- **AIM OF THE EXERCISE**
In which lines of the data does the string "boundary" appear? Copy every one.

- **STUDY MATERIAL**
//! Transceive helpers: response chaining and status enforcement
//!
//! Many cards cannot return an arbitrarily long response in one frame;
//! they return a short response ending in `61 XX` ("XX more bytes are
//! ready") and expect a GET RESPONSE command for the rest.
//! [`transceive_chained`] drives that exchange; the `require` helpers
//! wrap a single exchange and fail fast on an unexpected status word.

use bytes::{BufMut, Bytes, BytesMut};
use tracing::trace;

use crate::card::IsoCard;
use crate::error::Error;
use crate::response::{response_data, status_bytes};
use crate::status::{StatusWord, common};

/// Send a command and reassemble a response delivered in multiple parts
///
/// While the response carries a `61 XX` continuation status its data is
/// accumulated and `get_response` is sent again; the final response is
/// appended whole, data and status. A response that is not chained is
/// therefore returned verbatim. There is no upper bound on the number of
/// exchanges; transport errors propagate, nothing is retried here.
pub fn transceive_chained<C: IsoCard + ?Sized>(
    card: &mut C,
    command: &[u8],
    get_response: &[u8],
) -> Result<Bytes, Error> {
    let mut buffer = BytesMut::new();
    let mut response = card.transceive(command)?;

    while status_bytes(&response)?.is_more_data_available() {
        trace!(
            pending = status_bytes(&response)?.sw2,
            "continuation status, fetching next part"
        );
        buffer.put_slice(response_data(&response)?);
        response = card.transceive(get_response)?;
    }

    buffer.put_slice(&response);
    Ok(buffer.freeze())
}

/// Perform one transceive and require an exact status word
///
/// Returns the raw response (data and status) when the status matches;
/// fails with [`Error::UnexpectedStatus`] carrying both values otherwise.
pub fn transceive_require_status<C: IsoCard + ?Sized>(
    card: &mut C,
    command: &[u8],
    expected: StatusWord,
) -> Result<Bytes, Error> {
    let response = card.transceive(command)?;
    let actual = status_bytes(&response)?;
    if actual == expected {
        Ok(response)
    } else {
        Err(Error::unexpected_status(expected, actual))
    }
}

/// Perform one transceive and require the success status (90 00)
pub fn transceive_require_ok<C: IsoCard + ?Sized>(
    card: &mut C,
    command: &[u8],
) -> Result<Bytes, Error> {
    transceive_require_status(card, command, common::SUCCESS)
}
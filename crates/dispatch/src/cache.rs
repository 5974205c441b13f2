//! Single-slot tag cache
//!
//! Lets multiple independent application views share the one
//! most-recently-discovered device: a view registers as consumer when it
//! appears, gets the cached device replayed immediately if one is
//! already present, and reports the device through [`invalidate`]
//! when it turns out to be unusable.
//!
//! The cache is an explicitly owned object; tie its lifetime to the
//! owning application component and hand references to whoever needs
//! shared tag visibility. Wire it behind a dispatcher with a closure:
//!
//! ```ignore
//! let cache = Arc::new(TagCache::new());
//! let sink = Arc::clone(&cache);
//! let listener = move |card| sink.tag_discovered(Arc::new(card));
//! ```
//!
//! It assumes at most one concurrent mutator; the internal lock only
//! keeps the slot coherent, it is not a delivery ordering guarantee.
//!
//! [`invalidate`]: TagCache::invalidate

use std::fmt;
use std::sync::Arc;

use parking_lot::Mutex;

use crate::adapter::OnDiscoveredTagListener;

/// Shared slot holding at most one currently-valid device and at most
/// one registered consumer
pub struct TagCache<C> {
    inner: Mutex<CacheInner<C>>,
}

struct CacheInner<C> {
    consumer: Option<Arc<dyn OnDiscoveredTagListener<Arc<C>>>>,
    last: Option<Arc<C>>,
}

impl<C> TagCache<C> {
    /// Create an empty cache
    pub fn new() -> Self {
        Self {
            inner: Mutex::new(CacheInner {
                consumer: None,
                last: None,
            }),
        }
    }

    /// Register a consumer, replacing any previous one
    ///
    /// If a device is already cached it is delivered to the new
    /// consumer synchronously, before this call returns.
    pub fn set_consumer(&self, consumer: Arc<dyn OnDiscoveredTagListener<Arc<C>>>) {
        let cached = {
            let mut inner = self.inner.lock();
            inner.consumer = Some(Arc::clone(&consumer));
            inner.last.clone()
        };
        if let Some(card) = cached {
            consumer.tag_discovered(card);
        }
    }

    /// Detach the current consumer without touching the cached device
    pub fn clear_consumer(&self) {
        self.inner.lock().consumer = None;
    }

    /// Forget the cached device if it is the one reported as unusable
    ///
    /// A stale invalidation for a superseded device is a no-op.
    pub fn invalidate(&self, device: &Arc<C>) {
        let mut inner = self.inner.lock();
        if inner
            .last
            .as_ref()
            .is_some_and(|last| Arc::ptr_eq(last, device))
        {
            inner.last = None;
        }
    }

    /// The currently cached device, if any
    pub fn cached(&self) -> Option<Arc<C>> {
        self.inner.lock().last.clone()
    }

    /// Forward the device to the current consumer, then cache it
    ///
    /// The cache update happens whether or not a consumer was present.
    pub fn tag_discovered(&self, card: Arc<C>) {
        let consumer = self.inner.lock().consumer.clone();
        if let Some(consumer) = consumer {
            consumer.tag_discovered(Arc::clone(&card));
        }
        self.inner.lock().last = Some(card);
    }
}

impl<C> Default for TagCache<C> {
    fn default() -> Self {
        Self::new()
    }
}

impl<C> fmt::Debug for TagCache<C> {
    fn fmt(&self, f: &mut fmt::Formatter<'_>) -> fmt::Result {
        let inner = self.inner.lock();
        f.debug_struct("TagCache")
            .field("has_consumer", &inner.consumer.is_some())
            .field("has_device", &inner.last.is_some())
            .finish()
    }
}
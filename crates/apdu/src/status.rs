//! The two-byte status word closing every response APDU

use std::fmt;

/// SW1-SW2 pair carried in the last two bytes of a response
///
/// Plain value type; the predicates below cover the two statuses this
/// system branches on, everything else is compared against an expected
/// value verbatim.
#[derive(Debug, Clone, Copy, PartialEq, Eq, Hash)]
pub struct StatusWord {
    /// SW1, the status category byte
    pub sw1: u8,
    /// SW2, the qualifier byte
    pub sw2: u8,
}

impl StatusWord {
    /// Build a status word from its two raw bytes
    pub const fn new(sw1: u8, sw2: u8) -> Self {
        Self { sw1, sw2 }
    }

    /// Build a status word from its big-endian `u16` form, SW1 in the
    /// high byte
    pub const fn from_u16(status: u16) -> Self {
        Self {
            sw1: (status >> 8) as u8,
            sw2: status as u8,
        }
    }

    /// The big-endian `u16` form, SW1 in the high byte
    pub const fn to_u16(&self) -> u16 {
        ((self.sw1 as u16) << 8) | (self.sw2 as u16)
    }

    /// Whether this is the unconditional success status (90 00)
    pub const fn is_success(&self) -> bool {
        self.sw1 == 0x90 && self.sw2 == 0x00
    }

    /// Whether this status asks for a continuation fetch (61 XX)
    ///
    /// A continuation signal, not success: SW2 carries the remaining
    /// length and the rest must be pulled with a GET RESPONSE command.
    pub const fn is_more_data_available(&self) -> bool {
        self.sw1 == 0x61
    }

    /// The pending byte count of a 61 XX status, `None` otherwise
    pub const fn remaining_bytes(&self) -> Option<u8> {
        if self.is_more_data_available() {
            Some(self.sw2)
        } else {
            None
        }
    }
}

impl fmt::Display for StatusWord {
    fn fmt(&self, f: &mut fmt::Formatter<'_>) -> fmt::Result {
        write!(f, "{:02X} {:02X}", self.sw1, self.sw2)
    }
}

/// Common status words
pub mod common {
    use super::StatusWord;

    /// Success (90 00)
    pub const SUCCESS: StatusWord = StatusWord::new(0x90, 0x00);

    /// File or application not found (6A 82)
    pub const FILE_NOT_FOUND: StatusWord = StatusWord::new(0x6A, 0x82);
}
//! Hexadecimal encoding and decoding of byte sequences
//!
//! The textual form is always two characters per byte with no separators.
//! Encoding produces uppercase; decoding accepts either case.

use crate::error::Error;

/// Encode a byte sequence into its uppercase hexadecimal representation
pub fn encode_hex<T: AsRef<[u8]>>(bytes: T) -> String {
    hex::encode_upper(bytes)
}

/// Decode a hex string into a byte sequence
///
/// Case-insensitive on input. Fails if the input has an odd number of
/// characters or contains a non-hex digit.
pub fn decode_hex<T: AsRef<[u8]>>(input: T) -> Result<Vec<u8>, Error> {
    Ok(hex::decode(input)?)
}
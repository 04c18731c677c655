//! Cell-to-row assembly and the cooperative scan loop

use crate::address::CellAddress;
use crate::cell::{Cell, Datum, Row};
use crate::error::{Error, Result};
use crate::filter::TableFilter;
use crate::options::{CellBounds, ScanOptions};
use crate::range::Range;
use std::mem;

/// Consumer capacity signal returned from a row delivery
#[derive(Debug, Clone, Copy, PartialEq, Eq)]
pub enum Flow {
    /// The consumer has capacity; keep scanning
    Continue,
    /// The consumer is saturated; suspend at this row boundary
    Pause,
}

/// Receives assembled rows and the terminal scan signal
///
/// Exactly one of [`on_end`](RowSink::on_end) or
/// [`on_error`](RowSink::on_error) is called per scan. Ownership of each
/// row transfers to the sink on delivery.
pub trait RowSink {
    /// A table row was assembled and accepted
    fn on_row(&mut self, row: Row) -> Flow;

    /// The scan finished: input exhausted, table ended, or cancelled
    fn on_end(&mut self);

    /// The scan aborted on a fatal fault; no further rows follow
    fn on_error(&mut self, error: Error);
}

/// A [`RowSink`] that collects everything into memory
#[derive(Debug, Default)]
pub struct RowBuffer {
    /// Accepted rows, in delivery order
    pub rows: Vec<Row>,
    /// Whether the end signal fired
    pub ended: bool,
    /// The error signal, if the scan aborted
    pub error: Option<Error>,
}

impl RowSink for RowBuffer {
    fn on_row(&mut self, row: Row) -> Flow {
        self.rows.push(row);
        Flow::Continue
    }

    fn on_end(&mut self) {
        self.ended = true;
    }

    fn on_error(&mut self, error: Error) {
        self.error = Some(error);
    }
}

/// Sort a sparse cell map into the scan's required order
///
/// The scanner expects its input sorted by row, then by column under the
/// length-then-alphabetic column order (natural reading order). Callers
/// holding an unordered map can pass it through here; a label that does
/// not parse fails the whole sort.
pub fn sort_cell_map<I>(cells: I) -> Result<Vec<(String, Cell)>>
where
    I: IntoIterator<Item = (String, Cell)>,
{
    let mut keyed = Vec::new();
    for (label, cell) in cells {
        let address = CellAddress::parse(&label)?;
        keyed.push((address, label, cell));
    }
    keyed.sort_by(|(a, _, _), (b, _, _)| (a.row, &a.column).cmp(&(b.row, &b.column)));
    Ok(keyed.into_iter().map(|(_, label, cell)| (label, cell)).collect())
}

/// Assembles sparse cells into rows and delivers the table window
///
/// The scanner walks an address-ordered `(label, cell)` sequence, groups
/// cells into rows at row-number changes, interpolates missing cells when
/// configured, filters rows through the table window, and hands accepted
/// rows to a [`RowSink`] one at a time.
///
/// Delivery is cooperative and single-threaded. A sink returning
/// [`Flow::Pause`] (or an explicit [`pause`](TableScanner::pause) call)
/// suspends the loop at the next row boundary after the completed row is
/// delivered; [`resume`](TableScanner::resume) continues from the saved
/// cursor. [`cancel`](TableScanner::cancel) is observed at the next loop
/// check and fires the end signal exactly once. Cancelling does not abort
/// any upstream fetch of the source document; only this scan halts.
///
/// Input ordering is a caller contract: rows monotonically increasing,
/// columns increasing within a row (see [`sort_cell_map`]). The scanner
/// performs no I/O; the cell map must be fully materialized.
#[derive(Debug)]
pub struct TableScanner {
    cells: Vec<(String, Cell)>,
    window: Range,
    bounds: CellBounds,
    missing_cells: bool,
    trim: bool,
    filter: TableFilter,

    // Resumable cursor
    pos: usize,
    prev: CellAddress,
    partial: Row,
    flushed: bool,

    started: bool,
    paused: bool,
    cancelled: bool,
    finished: bool,
    delivered: usize,
}

impl TableScanner {
    /// Create a scanner over an address-ordered cell sequence
    pub fn new(cells: Vec<(String, Cell)>, options: ScanOptions) -> Self {
        let window = options.range.unwrap_or_default();
        let filter = TableFilter::new(
            options.heading,
            options.stop_heading,
            options.cells,
            options.subheadings,
            options.repeating,
        );
        let prev = window.top_left.clone();
        Self {
            cells,
            window,
            bounds: options.cells,
            missing_cells: options.missing_cells,
            trim: options.trim,
            filter,
            pos: 0,
            prev,
            partial: Row::new(),
            flushed: false,
            started: false,
            paused: false,
            cancelled: false,
            finished: false,
            delivered: 0,
        }
    }

    /// Begin the scan from the start of the cell sequence
    ///
    /// Runs until input is exhausted, the table ends, the scan is
    /// suspended, or a fault aborts it. Calling again has no effect.
    pub fn start<S: RowSink>(&mut self, sink: &mut S) {
        if self.started {
            return;
        }
        self.started = true;
        log::debug!("scanning {} cells in range {}", self.cells.len(), self.window);
        self.drive(sink);
    }

    /// Request suspension at the next row boundary
    ///
    /// The row in progress is still completed and, if accepted,
    /// delivered before the loop suspends.
    pub fn pause(&mut self) {
        self.paused = true;
    }

    /// Continue a suspended scan from the saved cursor
    ///
    /// No-op unless the scan is started, unfinished, and paused. If the
    /// scan was cancelled while suspended, this performs the pending
    /// cancellation instead.
    pub fn resume<S: RowSink>(&mut self, sink: &mut S) {
        if !self.started || self.finished {
            return;
        }
        if self.cancelled {
            self.finish(sink, Ok(()));
            return;
        }
        if self.paused {
            self.paused = false;
            self.drive(sink);
        }
    }

    /// Cancel the scan; observed at the next loop check, idempotent
    pub fn cancel(&mut self) {
        self.cancelled = true;
    }

    /// Whether the scan is suspended awaiting [`resume`](Self::resume)
    pub fn is_paused(&self) -> bool {
        self.paused && !self.finished
    }

    /// Whether the terminal signal has fired
    pub fn is_finished(&self) -> bool {
        self.finished
    }

    /// The iteration loop; returns on suspension or termination
    fn drive<S: RowSink>(&mut self, sink: &mut S) {
        loop {
            if self.finished {
                return;
            }
            if self.cancelled || self.filter.is_done() {
                self.finish(sink, Ok(()));
                return;
            }

            if self.pos >= self.cells.len() {
                // Input exhausted: flush the final in-progress row
                if !self.flushed {
                    self.flushed = true;
                    let row = mem::take(&mut self.partial);
                    let emitted = self.emit(sink, row);
                    if self.suspend_after(emitted) {
                        return;
                    }
                }
                self.finish(sink, Ok(()));
                return;
            }

            let address = match CellAddress::parse(&self.cells[self.pos].0) {
                Ok(address) => address,
                Err(err) => {
                    self.finish(sink, Err(err));
                    return;
                }
            };

            if !self.window.contains(&address) {
                self.pos += 1;
                continue;
            }

            if address.row != self.prev.row {
                // Row boundary: complete the in-progress row
                if self.missing_cells && self.partial.len() >= self.bounds.min {
                    if let Err(err) = self.pad_to_right_edge() {
                        self.finish(sink, Err(err));
                        return;
                    }
                }
                let row = mem::take(&mut self.partial);
                self.prev = CellAddress::new(self.window.top_left.column.clone(), address.row);
                let emitted = self.emit(sink, row);
                if self.suspend_after(emitted) {
                    // Cursor stays on the current cell; it is reprocessed
                    // against the fresh row on resume
                    return;
                }
                continue;
            }

            // Same row: interpolate skipped columns, then append the value
            if self.missing_cells {
                let mut column = self.prev.column.succ();
                while column < address.column {
                    self.partial.push(Datum::Null);
                    column = column.succ();
                }
            }
            if let Some(datum) = self.cells[self.pos].1.contribution(self.trim) {
                self.partial.push(datum);
            }
            self.prev = address;
            self.pos += 1;
        }
    }

    /// Filter a completed row and deliver it if accepted
    fn emit<S: RowSink>(&mut self, sink: &mut S, row: Row) -> Flow {
        if self.filter.examine(&row) {
            self.delivered += 1;
            sink.on_row(row)
        } else {
            Flow::Continue
        }
    }

    /// Latch the pause flag if delivery or a control call asked for it
    fn suspend_after(&mut self, flow: Flow) -> bool {
        if flow == Flow::Pause || self.paused {
            self.paused = true;
            true
        } else {
            false
        }
    }

    /// Insert trailing nulls out to the window's right edge
    fn pad_to_right_edge(&mut self) -> Result<()> {
        let Some(bottom_right) = &self.window.bottom_right else {
            return Err(Error::UnboundedInterpolation);
        };
        let mut column = self.prev.column.succ();
        while column <= bottom_right.column {
            self.partial.push(Datum::Null);
            column = column.succ();
        }
        Ok(())
    }

    /// Deliver the terminal signal, exactly once
    fn finish<S: RowSink>(&mut self, sink: &mut S, outcome: Result<()>) {
        if self.finished {
            return;
        }
        self.finished = true;
        match outcome {
            Ok(()) => {
                log::debug!("scan complete, {} rows delivered", self.delivered);
                sink.on_end();
            }
            Err(err) => {
                log::warn!("scan aborted: {}", err);
                sink.on_error(err);
            }
        }
    }
}

/// Run a whole scan and collect the accepted rows
pub fn scan_rows(cells: Vec<(String, Cell)>, options: ScanOptions) -> Result<Vec<Row>> {
    let mut scanner = TableScanner::new(cells, options);
    let mut buffer = RowBuffer::default();
    scanner.start(&mut buffer);
    match buffer.error {
        Some(err) => Err(err),
        None => Ok(buffer.rows),
    }
}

- **YOUR RESPONSE**
    /// The consumer is saturated; suspend at this row boundary
/// suspends the loop at the next row boundary after the completed row is
    /// Request suspension at the next row boundary
                // Row boundary: complete the in-progress row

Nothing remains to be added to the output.